The California Film and Television Tax Credit Program has a proven track record of creating and retaining jobs in the film industry. It incentivizes the creation of the good, middle-class “below-the-line” jobs for workers who do technical work, such as creating props, building sets, applying make-up, finding locations and all the work behind the scenes that makes production possible. The benefits extend beyond the thousands employed in film and television production to the ancillary businesses that serve the production sites and teams, such as the caterers, hotels, set construction companies, restaurants, and much more.
“The California IATSE Council and our over 42,000 members in California enthusiastically thank Majority Leader Calderon for his leadership, determination to push through any obstacles, and abiding commitment to the extension of the California Film and Television Tax Credit Program 2.0 through 2025,” stated Thom Davis, President of the California IATSE Council. “This legislation, originally AB 1734, now SB 871, means so much to the men and women who work behind the scenes and who are hit hard when film and television production leaves California.

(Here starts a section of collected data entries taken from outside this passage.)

//! sightline: run a JSON image pipeline from the command line.
//!
//! Loads a pipeline definition and an optional input image, runs every
//! stage, and prints the run report as JSON on stdout. Logs go to stderr
//! and are filtered with `RUST_LOG` (default `sightline=info`).
//!
//! # Usage
//!
//! ```text
//! sightline pipeline.json --image in.png --output out.png --var sigma=2
//! ```

#![allow(clippy::print_stdout, clippy::print_stderr)]

mod io;

use std::path::{Path, PathBuf};
use std::process::ExitCode;

use clap::Parser;
use serde_json::Value;
use sightline_pipeline::{DynamicImage, Pipeline, PipelineDefinition, Variables};
use tracing_subscriber::EnvFilter;
use tracing_subscriber::layer::SubscriberExt;
use tracing_subscriber::util::SubscriberInitExt;

/// Run a JSON-defined image processing pipeline.
///
/// The definition is a JSON array of stages, each naming an operation
/// with `op`. Parameters written as `{{name}}` are filled from `--var`
/// and `--vars-json`.
#[derive(Parser)]
#[command(name = "sightline", version)]
struct Cli {
    /// Path to the pipeline definition (JSON array of stages).
    #[arg(required_unless_present = "list_ops")]
    pipeline: Option<PathBuf>,

    /// Input image (PNG, JPEG, BMP, WebP). Without one the pipeline starts
    /// from an empty image and must create its own, e.g. with `imread` or
    /// `Mat`.
    #[arg(short, long)]
    image: Option<PathBuf>,

    /// Write the final image to this file.
    #[arg(short, long)]
    output: Option<PathBuf>,

    /// Bind a substitution variable (repeatable).
    #[arg(long = "var", value_name = "NAME=VALUE", value_parser = parse_var)]
    vars: Vec<(String, String)>,

    /// JSON object file of substitution variables, applied before `--var`.
    #[arg(long)]
    vars_json: Option<PathBuf>,

    /// Print the report on one line.
    #[arg(long)]
    compact: bool,

    /// Print per-stage timings to stderr.
    #[arg(long)]
    timings: bool,

    /// List available operations and exit.
    #[arg(long)]
    list_ops: bool,
}

fn parse_var(text: &str) -> Result<(String, String), String> {
    match text.split_once('=') {
        Some((name, value)) if !name.is_empty() => Ok((name.to_owned(), value.to_owned())),
        _ => Err(format!("expected NAME=VALUE, got '{text}'")),
    }
}

/// Read a JSON object of variables. Non-string scalars are bound by their
/// JSON text.
fn read_vars_json(path: &Path) -> Result<Variables, String> {
    let text = std::fs::read_to_string(path)
        .map_err(|e| format!("Error reading {}: {e}", path.display()))?;
    let object: serde_json::Map<String, Value> = serde_json::from_str(&text)
        .map_err(|e| format!("Error parsing {}: {e}", path.display()))?;
    object
        .into_iter()
        .map(|(name, value)| match value {
            Value::String(text) => Ok((name, text)),
            Value::Number(_) | Value::Bool(_) => Ok((name, value.to_string())),
            _ => Err(format!(
                "Error in {}: variable '{name}' must be a string, number or boolean",
                path.display()
            )),
        })
        .collect()
}

fn variables_from_cli(cli: &Cli) -> Result<Variables, String> {
    let mut vars = match cli.vars_json {
        Some(ref path) => read_vars_json(path)?,
        None => Variables::new(),
    };
    vars.extend(cli.vars.iter().cloned());
    Ok(vars)
}

fn load_definition(path: &Path) -> Result<PipelineDefinition, String> {
    let text = std::fs::read_to_string(path)
        .map_err(|e| format!("Error reading {}: {e}", path.display()))?;
    PipelineDefinition::from_json(&text).map_err(|e| format!("{}: {e}", path.display()))
}

fn load_image(path: Option<&Path>) -> Result<DynamicImage, String> {
    let Some(path) = path else {
        return Ok(DynamicImage::new_rgb8(0, 0));
    };
    let bytes =
        std::fs::read(path).map_err(|e| format!("Error reading {}: {e}", path.display()))?;
    sightline_pipeline::decode(&bytes).map_err(|e| format!("{}: {e}", path.display()))
}

fn init_logging() {
    let filter =
        EnvFilter::try_from_default_env().unwrap_or_else(|_| EnvFilter::new("sightline=info"));
    tracing_subscriber::registry()
        .with(filter)
        .with(tracing_subscriber::fmt::layer().with_writer(std::io::stderr))
        .init();
}

fn main() -> ExitCode {
    let cli = Cli::parse();
    init_logging();

    let registry = io::registry();
    if cli.list_ops {
        for op in registry.ops() {
            println!("{op}");
        }
        return ExitCode::SUCCESS;
    }

    let Some(ref pipeline_path) = cli.pipeline else {
        eprintln!("a pipeline definition is required");
        return ExitCode::FAILURE;
    };
    let prepared = load_definition(pipeline_path).and_then(|definition| {
        Ok((
            definition,
            variables_from_cli(&cli)?,
            load_image(cli.image.as_deref())?,
        ))
    });
    let (definition, vars, input) = match prepared {
        Ok(prepared) => prepared,
        Err(msg) => {
            eprintln!("{msg}");
            return ExitCode::FAILURE;
        }
    };

    tracing::info!(
        pipeline = %pipeline_path.display(),
        stages = definition.len(),
        variables = vars.len(),
        "running pipeline"
    );
    let outcome = Pipeline::with_registry(definition, registry).run(input, &vars);

    let rendered = if cli.compact {
        serde_json::to_string(&outcome.report)
    } else {
        serde_json::to_string_pretty(&outcome.report)
    };
    match rendered {
        Ok(json) => println!("{json}"),
        Err(e) => {
            eprintln!("Error serializing report: {e}");
            return ExitCode::FAILURE;
        }
    }
    if cli.timings {
        eprintln!("{}", outcome.diagnostics.report());
    }

    if let Some(failure) = outcome.report.failure() {
        eprintln!("Pipeline error: {failure}");
        return ExitCode::FAILURE;
    }

    if let Some(ref output) = cli.output {
        if let Err(e) = outcome.image.save(output) {
            eprintln!("Error writing {}: {e}", output.display());
            return ExitCode::FAILURE;
        }
        eprintln!(
            "Image written to {} ({}x{})",
            output.display(),
            outcome.image.width(),
            outcome.image.height(),
        );
    }

    ExitCode::SUCCESS
}

#[cfg(test)]
#[allow(clippy::unwrap_used)]
mod tests {
    use super::*;

    #[test]
    fn var_flags_split_on_first_equals() {
        assert_eq!(parse_var("a=b=c").unwrap(), ("a".to_owned(), "b=c".to_owned()));
        assert_eq!(parse_var("empty=").unwrap(), ("empty".to_owned(), String::new()));
        assert!(parse_var("novalue").is_err());
        assert!(parse_var("=x").is_err());
    }

    #[test]
    fn vars_json_accepts_scalars() {
        let dir = tempfile::tempdir().unwrap();
        let path = dir.path().join("vars.json");
        std::fs::write(&path, r#"{"name": "run", "sigma": 2.5, "flag": true}"#).unwrap();
        let vars = read_vars_json(&path).unwrap();
        assert_eq!(vars.get("name"), Some("run"));
        assert_eq!(vars.get("sigma"), Some("2.5"));
        assert_eq!(vars.get("flag"), Some("true"));

        std::fs::write(&path, r#"{"bad": [1]}"#).unwrap();
        assert!(read_vars_json(&path).is_err());
    }

    #[test]
    fn command_line_vars_override_file() {
        let dir = tempfile::tempdir().unwrap();
        let path = dir.path().join("vars.json");
        std::fs::write(&path, r#"{"sigma": "1", "keep": "yes"}"#).unwrap();
        let cli = Cli::parse_from([
            "sightline",
            "p.json",
            "--vars-json",
            path.to_str().unwrap(),
            "--var",
            "sigma=3",
        ]);
        let vars = variables_from_cli(&cli).unwrap();
        assert_eq!(vars.get("sigma"), Some("3"));
        assert_eq!(vars.get("keep"), Some("yes"));
    }

    #[test]
    fn pipeline_is_optional_only_for_list_ops() {
        assert!(Cli::try_parse_from(["sightline"]).is_err());
        assert!(Cli::try_parse_from(["sightline", "--list-ops"]).is_ok());
    }
}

Thanks to Majority Leader Calderon’s signature legislation, they can continue to work here and remain with their families, contributing their talent and the revenue generated by their work back to their home state—California.”
Highlights of the 2018 California Film and Television Tax Credit Program:
SB 871 extends the California Film and Television Tax Credit Program until July 1, 2025. The bill retains important provisions of the previous tax credit, including:
- Awards tax credits according to a jobs ratio rating system, whereby applications are ranked based upon the number of jobs created and other economic factors;
- Ensures that similar productions compete against each other by establishing separate “buckets” for feature films, television series and independent productions;
- Retains a special category – and additional credit – for TV series that are relocating from filming outside of California;
- Offers an additional 5% tax credit increase for production outside the Los Angeles 30-mile zone.

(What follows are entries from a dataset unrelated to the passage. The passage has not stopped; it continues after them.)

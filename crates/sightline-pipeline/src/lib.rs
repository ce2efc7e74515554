//! sightline-pipeline: JSON-defined image processing pipelines (sans-IO).
//!
//! A pipeline is a JSON array of stages. Each stage names an operation
//! (`op`) plus its parameters; stages run in order against one working
//! image, and every stage writes a slot in a structured [`RunReport`].
//!
//! ```json
//! [
//!   {"op": "cvtColor", "code": "CV_BGR2GRAY"},
//!   {"op": "GaussianBlur", "sigma": "{{sigma}}", "name": "smooth"},
//!   {"op": "Canny", "threshold2": 80},
//!   {"op": "stageImage", "stage": "smooth"}
//! ]
//! ```
//!
//! Named stages keep a copy of their output that later stages can read.
//! Parameters of the form `{{name}}` are filled from [`Variables`].
//!
//! This crate has **no I/O dependencies**: it operates on in-memory
//! images and byte slices. File-backed operations are registered by
//! front ends through [`Registry::register`].

pub mod decode;
pub mod definition;
pub mod diagnostics;
mod executor;
pub mod handlers;
pub mod params;
pub mod registry;
pub mod report;
pub mod state;
pub mod types;

use std::sync::Arc;
use std::time::Instant;

pub use decode::decode;
pub use definition::{INPUT_NAME, PipelineDefinition, StageDefinition};
pub use diagnostics::{RunDiagnostics, StageTiming};
pub use params::Params;
pub use registry::{Handler, Registry, StageError};
pub use report::{ERROR_KEY, EngineInfo, RunReport, RunStatus, StageReport};
pub use state::{ArtifactCache, ExecutionState, Variables};
pub use types::{Dimensions, DynamicImage, FailureKind, PipelineError, StageFailure};

/// A parsed definition bound to a handler registry.
///
/// Cloning is cheap and clones share both parts, so one pipeline can run
/// on many threads at once; each run owns its own [`ExecutionState`].
#[derive(Debug, Clone)]
pub struct Pipeline {
    definition: Arc<PipelineDefinition>,
    registry: Arc<Registry>,
}

impl Pipeline {
    /// Pipeline using the built-in operations.
    #[must_use]
    pub fn new(definition: PipelineDefinition) -> Self {
        Self::with_registry(definition, Registry::builtin())
    }

    /// Pipeline using a caller-supplied registry.
    #[must_use]
    pub fn with_registry(definition: PipelineDefinition, registry: Arc<Registry>) -> Self {
        Self {
            definition: Arc::new(definition),
            registry,
        }
    }

    /// Parse a definition document and bind it to the built-in operations.
    ///
    /// # Errors
    ///
    /// Returns [`PipelineError::MalformedDefinition`] if `text` is not a
    /// JSON array of stage objects.
    pub fn from_json(text: &str) -> Result<Self, PipelineError> {
        Ok(Self::new(PipelineDefinition::from_json(text)?))
    }

    /// The parsed definition.
    #[must_use]
    pub fn definition(&self) -> &PipelineDefinition {
        &self.definition
    }

    /// The handler registry stages are resolved against.
    #[must_use]
    pub fn registry(&self) -> &Registry {
        &self.registry
    }

    /// Run every stage against `input`.
    ///
    /// Always returns an outcome. A failing stage stops the run and is
    /// described by the report's status; the outcome then carries the
    /// working image as the failing stage left it.
    #[must_use = "the outcome carries the final image and report"]
    pub fn run(&self, input: DynamicImage, variables: &Variables) -> RunOutcome {
        let started = Instant::now();
        let mut state = ExecutionState::new(input, variables.clone());
        let mut timings = Vec::with_capacity(self.definition.len());

        let status = executor::execute(&self.definition, &self.registry, &mut state, &mut timings);

        let (image, cache, log, _variables) = state.into_parts();
        let diagnostics = RunDiagnostics {
            stages: timings,
            total_duration: started.elapsed(),
        };
        match &status {
            RunStatus::Completed => tracing::info!(
                stages = log.len(),
                cached = cache.len(),
                elapsed_ms = diagnostics.total_duration.as_secs_f64() * 1000.0,
                "pipeline completed"
            ),
            RunStatus::Failed { stage, kind, .. } => tracing::info!(
                stage = %stage,
                kind = %kind,
                stages = log.len(),
                elapsed_ms = diagnostics.total_duration.as_secs_f64() * 1000.0,
                "pipeline failed"
            ),
        }

        RunOutcome {
            image,
            report: RunReport::new(status, log),
            cached: cache.names().map(str::to_owned).collect(),
            diagnostics,
        }
    }

    /// Run in place: `image` is replaced by the final working image.
    #[must_use = "the report says whether the run completed"]
    pub fn process(&self, image: &mut DynamicImage, variables: &Variables) -> RunReport {
        let input = std::mem::replace(image, DynamicImage::new_rgb8(0, 0));
        let outcome = self.run(input, variables);
        *image = outcome.image;
        outcome.report
    }
}

/// Everything a run produced.
#[derive(Debug, Clone)]
pub struct RunOutcome {
    /// Final working image.
    pub image: DynamicImage,
    /// Structured report.
    pub report: RunReport,
    /// Names held in the artifact cache at run end, in insertion order.
    pub cached: Vec<String>,
    /// Per-stage wall-clock timings.
    pub diagnostics: RunDiagnostics,
}

impl RunOutcome {
    /// Returns `true` if every stage ran.
    #[must_use]
    pub fn is_completed(&self) -> bool {
        self.report.is_completed()
    }

    /// The final image, or the failure that stopped the run.
    ///
    /// # Errors
    ///
    /// Returns [`PipelineError::StageFailed`] if a stage failed.
    pub fn into_result(self) -> Result<DynamicImage, PipelineError> {
        match self.report.failure() {
            Some(failure) => Err(PipelineError::StageFailed(Box::new(failure.clone()))),
            None => Ok(self.image),
        }
    }
}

SB 871 will also improve upon the existing program:
- Creates a one of a kind, first in the country pilot program – the Career Pathways Training Program - for training Californians from under-served communities for careers - not temporary jobs - in the skilled craft occupations in motion picture and television productions (below the line positions).

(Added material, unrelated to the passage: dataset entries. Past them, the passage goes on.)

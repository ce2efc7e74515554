//! Box and Gaussian smoothing.
//!
//! Both filters work on one grayscale channel at a time; colour images
//! are blurred channel by channel, which is equivalent to blurring in
//! colour space since both filters are linear.

use image::GrayImage;

use super::{map_channels, positive_u32, require_image};
use crate::params::Params;
use crate::registry::StageError;
use crate::report::StageReport;
use crate::state::ExecutionState;

/// Default Gaussian sigma.
pub const DEFAULT_SIGMA: f32 = 1.4;

/// Apply Gaussian blur to a grayscale image.
///
/// Higher `sigma` values produce more smoothing. Non-positive sigma values
/// (zero or negative) return the image unchanged, since `imageproc`'s
/// underlying function panics on `sigma <= 0.0`.
#[must_use = "returns the blurred image"]
pub fn gaussian_blur(image: &GrayImage, sigma: f32) -> GrayImage {
    if sigma <= 0.0 {
        return image.clone();
    }

    imageproc::filter::gaussian_blur_f32(image, sigma)
}

/// Mean filter over a `kernel_width` x `kernel_height` window.
///
/// Even kernel sizes are rounded down to the next odd size, so a kernel
/// of 1 or 2 leaves the image unchanged.
#[must_use = "returns the blurred image"]
pub fn box_blur(image: &GrayImage, kernel_width: u32, kernel_height: u32) -> GrayImage {
    let x_radius = kernel_width.saturating_sub(1) / 2;
    let y_radius = kernel_height.saturating_sub(1) / 2;
    if x_radius == 0 && y_radius == 0 {
        return image.clone();
    }

    imageproc::filter::box_filter(image, x_radius, y_radius)
}

/// `blur`: box filter with kernel `ksize.width` x `ksize.height`.
pub(super) fn blur(
    params: &Params<'_>,
    _report: &mut StageReport,
    state: &mut ExecutionState,
) -> Result<(), StageError> {
    let width = positive_u32(params, "ksize.width", 3)?;
    let height = positive_u32(params, "ksize.height", 3)?;
    require_image(state)?;

    let blurred = map_channels(state.image(), |plane| box_blur(plane, width, height));
    state.set_image(blurred);
    Ok(())
}

/// `GaussianBlur`: Gaussian filter with standard deviation `sigma`.
pub(super) fn gaussian(
    params: &Params<'_>,
    _report: &mut StageReport,
    state: &mut ExecutionState,
) -> Result<(), StageError> {
    let sigma = params.f32("sigma", DEFAULT_SIGMA)?;
    if !sigma.is_finite() {
        return Err(StageError::invalid(format!("expected a finite sigma, got {sigma}")));
    }
    require_image(state)?;

    let blurred = map_channels(state.image(), |plane| gaussian_blur(plane, sigma));
    state.set_image(blurred);
    Ok(())
}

- Addresses diversity in “above-the-line” (actors, writers, directors, producers) jobs by providing for a voluntary survey of employees and the disclosure of programs and initiatives to increase the representations of minorities and women;
- Incentivizes the use of California musicians for film and television scoring
- Requires that employers/applicants provide their harassment prevention policies, including who receives such complaints, procedures for reporting and investigating, distribution of harassment prevention policies to employees and statement there will be no retaliation;
- Allocates more tax credits to projects produced by independent (non-publicly traded studio) production companies;
- Creates an additional 5% incentive for the hiring of locally based crew members when productions film outside the Los Angeles 30-mile zone;
As of today, the California Film Commission reported that 150 feature films and TV series were produced or scheduled to be produced in California with total expenditures of $5.9 Billion. More than 47,000 California cast and crew members have been or will be employed on approved, qualified projects.